Une telle garde n’est pas divisible, de sorte que son exercice ne peut être qu’exclusive. D’où la réticence de la jurisprudence à admettre le cumul des gardiens.

Ainsi, une victime d’un dommage causé par une personne gardée ne saurait rechercher cumulativement la responsabilité de ses parents sur le fondement de l’article 1242, al. 4 et la responsabilité de l’établissement chargé d’assurer l’organisation de son mode de vie sur le fondement de l’article 1242, al. 1er (V. en ce sens Cass. crim., 26 mars 1997).

La garde ne se partage pas, elle se transfère.

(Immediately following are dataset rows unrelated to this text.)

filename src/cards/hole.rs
use super::card::Card;
use super::hand::Hand;

/// A player's two private cards.
#[derive(Debug, Clone, Copy, Hash, Eq, PartialEq, PartialOrd, Ord)]
pub struct Hole(Hand);

impl std::fmt::Display for Hole {
    fn fmt(&self, f: &mut std::fmt::Formatter) -> std::fmt::Result {
        write!(f, "{}", self.0)
    }
}

impl From<Hand> for Hole {
    fn from(hand: Hand) -> Self {
        assert!(hand.size() == 2);
        Self(hand)
    }
}
impl From<Hole> for Hand {
    fn from(hole: Hole) -> Self {
        hole.0
    }
}

impl From<(Card, Card)> for Hole {
    fn from((a, b): (Card, Card)) -> Self {
        assert!(a != b);
        Self(Hand::add(Hand::from(a), Hand::from(b)))
    }
}
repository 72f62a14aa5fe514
use crate::error::ValidationError;
use crate::spam;
use chrono::{NaiveDateTime, Utc};
use serde::{Deserialize, Serialize};
use std::fmt;
use std::str::FromStr;

pub const CONTENT_MIN_CHARS: usize = 3;
pub const CONTENT_MAX_CHARS: usize = 1000;
pub const AUTHOR_NAME_MAX_CHARS: usize = 100;

#[derive(Debug, Clone, PartialEq, Eq, Serialize, Deserialize)]
#[serde(transparent)]
pub struct PostSlug(String);

impl PostSlug {
    pub fn new(s: impl Into<String>) -> Result<Self, String> {
        let s = s.into();
        if s.contains('_') {
            return Err("Post slug cannot contain underscores ('_'). Please use hyphens ('-') instead.".to_string());
        }
        if !s
            .chars()
            .all(|c| c.is_ascii_lowercase() || c.is_ascii_digit() || c == '.' || c == '-')
        {
            return Err("Post slug contains invalid characters.".to_string());
        }
        if s.is_empty() || s.len() > 64 {
            return Err("Post slug must be 1-64 characters.".to_string());
        }
        Ok(Self(s))
    }

    pub fn new_unchecked(s: String) -> Self {
        Self(s)
    }

    pub fn as_str(&self) -> &str {
        &self.0
    }
}

impl fmt::Display for PostSlug {
    fn fmt(&self, f: &mut fmt::Formatter<'_>) -> fmt::Result {
        write!(f, "{}", self.0)
    }
}

#[derive(Debug, Clone, Copy, PartialEq, Eq, Serialize, Deserialize)]
#[serde(rename_all = "lowercase")]
pub enum CommentStatus {
    Pending,
    Approved,
    Rejected,
    Spam,
}

impl CommentStatus {
    pub fn as_str(&self) -> &'static str {
        match self {
            CommentStatus::Pending => "pending",
            CommentStatus::Approved => "approved",
            CommentStatus::Rejected => "rejected",
            CommentStatus::Spam => "spam",
        }
    }
}

impl fmt::Display for CommentStatus {
    fn fmt(&self, f: &mut fmt::Formatter<'_>) -> fmt::Result {
        f.write_str(self.as_str())
    }
}

impl FromStr for CommentStatus {
    type Err = String;

    fn from_str(s: &str) -> Result<Self, Self::Err> {
        match s {
            "pending" => Ok(CommentStatus::Pending),
            "approved" => Ok(CommentStatus::Approved),
            "rejected" => Ok(CommentStatus::Rejected),
            "spam" => Ok(CommentStatus::Spam),
            other => Err(format!("unknown comment status: {}", other)),
        }
    }
}

/// 提交时捕获的作者信息，不要求对应注册账号
#[derive(Debug, Clone, Serialize, Deserialize)]
pub struct CommentAuthor {
    pub name: String,
    pub email: String,
    pub website: Option<String>,
    pub user_id: Option<String>,
}

#[derive(Debug, Clone, PartialEq, Eq, Serialize, Deserialize)]
pub struct LikeEntry {
    pub user_id: String,
    pub liked_at: NaiveDateTime,
}

#[derive(Debug, Clone, Serialize, Deserialize)]
pub struct Comment {
    pub id: String,
    pub post_slug: PostSlug,
    pub parent_id: Option<String>,
    /// 子回复 ID 的反向引用集合（引用，不是所有权）
    pub reply_ids: Vec<String>,
    pub author: CommentAuthor,
    pub content: String,
    pub status: CommentStatus,
    pub moderator_id: Option<String>,
    pub moderated_at: Option<NaiveDateTime>,
    pub moderation_reason: Option<String>,
    pub spam_score: u8,
    pub likes: Vec<LikeEntry>,
    pub mood: Option<String>,
    pub favorite_flower: Option<String>,
    pub ip_address: Option<String>,
    pub user_agent: Option<String>,
    pub is_edited: bool,
    pub edited_at: Option<NaiveDateTime>,
    pub created_at: NaiveDateTime,
    pub updated_at: NaiveDateTime,
}

/// 读侧视图：一条顶层评论加上它已通过审核的回复
#[derive(Debug, Clone, Serialize)]
pub struct CommentThread {
    pub comment: Comment,
    pub replies: Vec<Comment>,
}

/// 审核队列条目，附带最小化的文章引用（slug 在评论里，标题可能未知）
#[derive(Debug, Clone, Serialize)]
pub struct PendingComment {
    pub comment: Comment,
    pub post_title: Option<String>,
}

/// 校验通过之前的原始提交
#[derive(Debug, Clone)]
pub struct CommentSubmission {
    pub post_slug: PostSlug,
    pub author: CommentAuthor,
    pub content: String,
    pub parent_id: Option<String>,
    pub mood: Option<String>,
    pub favorite_flower: Option<String>,
    pub ip_address: Option<String>,
    pub user_agent: Option<String>,
}

impl Comment {
    /// 校验提交并构造评论。垃圾分与初始状态只在这里计算一次，
    /// 之后的编辑不会触发重算。
    pub fn new(submission: CommentSubmission) -> Result<Self, ValidationError> {
        validate_content(&submission.content)?;
        validate_author(&submission.author)?;

        let spam_score = spam::score(&submission.content);
        let status = spam::initial_status(spam_score);
        let now = Utc::now().naive_utc();

        Ok(Comment {
            id: format!("{:x}", rand::random::<u128>()),
            post_slug: submission.post_slug,
            parent_id: submission.parent_id,
            reply_ids: Vec::new(),
            author: submission.author,
            content: submission.content,
            status,
            moderator_id: None,
            moderated_at: None,
            moderation_reason: None,
            spam_score,
            likes: Vec::new(),
            mood: submission.mood,
            favorite_flower: submission.favorite_flower,
            ip_address: submission.ip_address,
            user_agent: submission.user_agent,
            is_edited: false,
            edited_at: None,
            created_at: now,
            updated_at: now,
        })
    }
}

pub(crate) fn validate_content(content: &str) -> Result<(), ValidationError> {
    let got = content.chars().count();
    if !(CONTENT_MIN_CHARS..=CONTENT_MAX_CHARS).contains(&got) {
        return Err(ValidationError::ContentLength {
            min: CONTENT_MIN_CHARS,
            max: CONTENT_MAX_CHARS,
            got,
        });
    }
    Ok(())
}

fn validate_author(author: &CommentAuthor) -> Result<(), ValidationError> {
    let name_len = author.name.trim().chars().count();
    if name_len == 0 || name_len > AUTHOR_NAME_MAX_CHARS {
        return Err(ValidationError::AuthorName {
            max: AUTHOR_NAME_MAX_CHARS,
        });
    }

    // 简单格式检查：local@domain 且域名带点，足够挡住明显的垃圾输入
    let mut parts = author.email.splitn(2, '@');
    let local = parts.next().unwrap_or_default();
    let domain = parts.next().unwrap_or_default();
    if local.is_empty() || domain.len() < 3 || !domain.contains('.') || domain.contains('@') {
        return Err(ValidationError::AuthorEmail);
    }
    Ok(())
}
use thiserror::Error;

#[derive(Debug, Error)]
pub enum StorageError {
    #[error("comment not found: {0}")]
    CommentNotFound(String),
    #[error(transparent)]
    Validation(#[from] domain::ValidationError),
    #[error(transparent)]
    Database(#[from] sqlx::Error),
    #[error("failed to encode engagement data: {0}")]
    Encoding(#[from] serde_json::Error),
}
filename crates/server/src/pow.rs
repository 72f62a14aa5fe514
use sha2::{Digest, Sha256};
use std::collections::HashMap;
use std::sync::{Arc, Mutex};
use std::time::{Duration, SystemTime};

/// 哈希前导零的十六进制位数
pub const DIFFICULTY: usize = 4;

const CHALLENGE_TTL: Duration = Duration::from_secs(300);

/// 评论提交前的工作量证明，挡住最廉价的灌水脚本
#[derive(Clone, Default)]
pub struct PowGuard {
    issued: Arc<Mutex<HashMap<String, SystemTime>>>,
}

impl PowGuard {
    pub fn new() -> Self {
        Self::default()
    }

    pub fn generate_challenge(&self) -> String {
        let secret = format!("{:x}", rand::random::<u128>());
        let now = SystemTime::now();
        let mut issued = self.issued.lock().unwrap();
        // 顺手清掉过期条目，map 不会无限增长
        issued.retain(|_, expiry| *expiry > now);
        issued.insert(secret.clone(), now + CHALLENGE_TTL);
        secret
    }

    /// 一次性校验：无论成败，密钥都被消费
    pub fn verify(&self, secret: &str, nonce: &str) -> bool {
        {
            let mut issued = self.issued.lock().unwrap();
            match issued.remove(secret) {
                Some(expiry) if SystemTime::now() <= expiry => {}
                _ => return false,
            }
        }

        let digest = hex::encode(Sha256::digest(format!("{}{}", secret, nonce)));
        digest.starts_with(&"0".repeat(DIFFICULTY))
    }
}

#[cfg(test)]
mod tests {
    use super::*;

    fn solve(secret: &str) -> String {
        let prefix = "0".repeat(DIFFICULTY);
        let mut nonce: u64 = 0;
        loop {
            let hash = hex::encode(Sha256::digest(format!("{}{}", secret, nonce)));
            if hash.starts_with(&prefix) {
                return nonce.to_string();
            }
            nonce += 1;
        }
    }

    #[test]
    fn challenge_round_trip() {
        let guard = PowGuard::new();

        let secret = guard.generate_challenge();
        assert!(!secret.is_empty());

        let nonce = solve(&secret);
        assert!(guard.verify(&secret, &nonce));

        // 密钥是一次性的，重放失败
        assert!(!guard.verify(&secret, &nonce));
    }

    #[test]
    fn wrong_nonce_consumes_the_secret() {
        let guard = PowGuard::new();
        let secret = guard.generate_challenge();

        assert!(!guard.verify(&secret, "not-a-solution"));
        // 失败的尝试也消费掉了密钥
        let nonce = solve(&secret);
        assert!(!guard.verify(&secret, &nonce));
    }

    #[test]
    fn unknown_secret_is_rejected() {
        let guard = PowGuard::new();
        assert!(!guard.verify("never-issued", "0"));
    }
}
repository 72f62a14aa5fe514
mod comments;
mod posts;
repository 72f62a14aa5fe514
mod error;
mod models;
pub mod moderation;
pub mod spam;

pub use error::ValidationError;
pub use models::{
    Comment, CommentAuthor, CommentStatus, CommentSubmission, CommentThread, LikeEntry,
    PendingComment, PostSlug,
};
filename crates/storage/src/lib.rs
use sqlx::{migrate::MigrateDatabase, sqlite::SqlitePoolOptions, Pool, Sqlite};
use std::{fs, path::Path};

mod error;
mod models;
mod repo;

pub use error::StorageError;

#[derive(Clone)]
pub struct Db {
    pub(crate) pool: Pool<Sqlite>,
}

impl Db {
    pub async fn new(db_url: &str) -> anyhow::Result<Self> {
        if db_url.starts_with("sqlite://") && !db_url.contains(":memory:") {
            let path_str = db_url.trim_start_matches("sqlite://");
            let path = Path::new(path_str);
            if let Some(parent) = path.parent() {
                if !parent.as_os_str().is_empty() && !parent.exists() {
                    fs::create_dir_all(parent)?;
                }
            }
        }
        if !Sqlite::database_exists(db_url).await.unwrap_or(false) {
            Sqlite::create_database(db_url).await?;
        }
        let pool = SqlitePoolOptions::new()
            .max_connections(5)
            .connect(db_url)
            .await?;
        sqlx::query("PRAGMA journal_mode = WAL;")
            .execute(&pool)
            .await?;
        sqlx::query("PRAGMA synchronous = NORMAL;")
            .execute(&pool)
            .await?;
        sqlx::migrate!("../../migrations").run(&pool).await?;
        tracing::debug!("database ready at {}", db_url);
        Ok(Self { pool })
    }
}
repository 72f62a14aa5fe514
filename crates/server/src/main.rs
mod config;
mod http;
mod pow;
mod state;

use anyhow::Context;
use dotenvy::dotenv;
use tracing::info;

use config::Settings;
use http::router::build_router;
use pow::PowGuard;
use state::AppState;
use storage::Db;

#[tokio::main]
async fn main() -> anyhow::Result<()> {
    dotenv().ok();
    tracing_subscriber::fmt::init();

    let settings = Settings::new().context("Failed to load configuration")?;

    let db = Db::new(&settings.database.url).await?;

    let state = AppState {
        db,
        pow: PowGuard::new(),
        admin_token: settings.security.admin_token.clone(),
    };

    let app = build_router(state, &settings.server.cors_origins);

    let addr = format!("{}:{}", settings.server.host, settings.server.port);
    info!("Server listening on {}", addr);

    let listener = tokio::net::TcpListener::bind(&addr)
        .await
        .with_context(|| format!("Failed to bind to address: {}", addr))?;

    axum::serve(listener, app)
        .with_graceful_shutdown(shutdown_signal())
        .await?;

    Ok(())
}

async fn shutdown_signal() {
    let ctrl_c = async {
        tokio::signal::ctrl_c()
            .await
            .expect("failed to install Ctrl+C handler");
    };

    #[cfg(unix)]
    let terminate = async {
        tokio::signal::unix::signal(tokio::signal::unix::SignalKind::terminate())
            .expect("failed to install signal handler")
            .recv()
            .await;
    };

    #[cfg(not(unix))]
    let terminate = std::future::pending::<()>();

    tokio::select! {
        _ = ctrl_c => {
            info!("Received Ctrl+C, shutting down gracefully...");
        },
        _ = terminate => {
            info!("Received SIGTERM, shutting down gracefully...");
        },
    }
}
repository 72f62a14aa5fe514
use chrono::NaiveDateTime;
use domain::{Comment, CommentAuthor, CommentStatus, PendingComment, PostSlug};
use sqlx::FromRow;

#[derive(FromRow)]
pub struct SqlComment {
    pub id: String,
    pub post_slug: String,
    pub parent_id: Option<String>,
    pub author_name: String,
    pub author_email: String,
    pub author_website: Option<String>,
    pub author_user_id: Option<String>,
    pub content: String,
    pub status: String,
    pub moderator_id: Option<String>,
    pub moderated_at: Option<NaiveDateTime>,
    pub moderation_reason: Option<String>,
    pub spam_score: i64,
    // JSON 文本列
    pub likes: String,
    pub reply_ids: String,
    pub mood: Option<String>,
    pub favorite_flower: Option<String>,
    pub ip_address: Option<String>,
    pub user_agent: Option<String>,
    pub is_edited: bool,
    pub edited_at: Option<NaiveDateTime>,
    pub created_at: NaiveDateTime,
    pub updated_at: NaiveDateTime,
}

impl From<SqlComment> for Comment {
    fn from(sql: SqlComment) -> Self {
        Comment {
            id: sql.id,
            post_slug: PostSlug::new_unchecked(sql.post_slug),
            parent_id: sql.parent_id,
            reply_ids: serde_json::from_str(&sql.reply_ids).unwrap_or_default(),
            author: CommentAuthor {
                name: sql.author_name,
                email: sql.author_email,
                website: sql.author_website,
                user_id: sql.author_user_id,
            },
            content: sql.content,
            status: sql.status.parse().unwrap_or(CommentStatus::Pending),
            moderator_id: sql.moderator_id,
            moderated_at: sql.moderated_at,
            moderation_reason: sql.moderation_reason,
            spam_score: sql.spam_score.clamp(0, 100) as u8,
            likes: serde_json::from_str(&sql.likes).unwrap_or_default(),
            mood: sql.mood,
            favorite_flower: sql.favorite_flower,
            ip_address: sql.ip_address,
            user_agent: sql.user_agent,
            is_edited: sql.is_edited,
            edited_at: sql.edited_at,
            created_at: sql.created_at,
            updated_at: sql.updated_at,
        }
    }
}

/// 审核队列行：评论列 + LEFT JOIN 出来的文章标题
#[derive(FromRow)]
pub struct SqlPendingComment {
    #[sqlx(flatten)]
    pub comment: SqlComment,
    pub post_title: Option<String>,
}

impl From<SqlPendingComment> for PendingComment {
    fn from(sql: SqlPendingComment) -> Self {
        PendingComment {
            comment: sql.comment.into(),
            post_title: sql.post_title,
        }
    }
}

2. Second cas : les associations ayant pour mission d’organiser et de contrôler l’activité de leurs membres

Comme pour les personnes qui assurent l’organisation et le contrôle du mode de vie d’autrui, les conditions de mise en œuvre de la responsabilité des associations ayant pour mission d’organiser et de contrôler l’activité de ses membres tiennent à plusieurs choses :

==>La qualité du gardien

L’examen de la jurisprudence révèle que la responsabilité du fait d’autrui fondée sur l’article 1242, al. 1er du code civil confine à la responsabilité collective.

En d’autres termes, seules les associations semblent concernées par ce cas particulier de responsabilité et plus généralement les personnes morales qui ont pour mission l’organisation et le contrôle d’une activité spécifique.

Il ne semble pas que la Cour de cassation ait l’intention de retenir la responsabilité de simples personnes physiques organisatrices d’une activité dans la mesure où une personne physique n’est pas nécessairement assurée pour les activités qu’elle organise.

Il en résulte qu’une une baby-sitter ou des grands-parents qui contrôle l’activité mais pas le mode de vie d’un mineur ne sauraient voir leur responsabilité engagée sur le fondement de l’article 1384 alinéa 1er.

==>Toutes les associations sont-elles visées par le principe de responsabilité du fait d’autrui ?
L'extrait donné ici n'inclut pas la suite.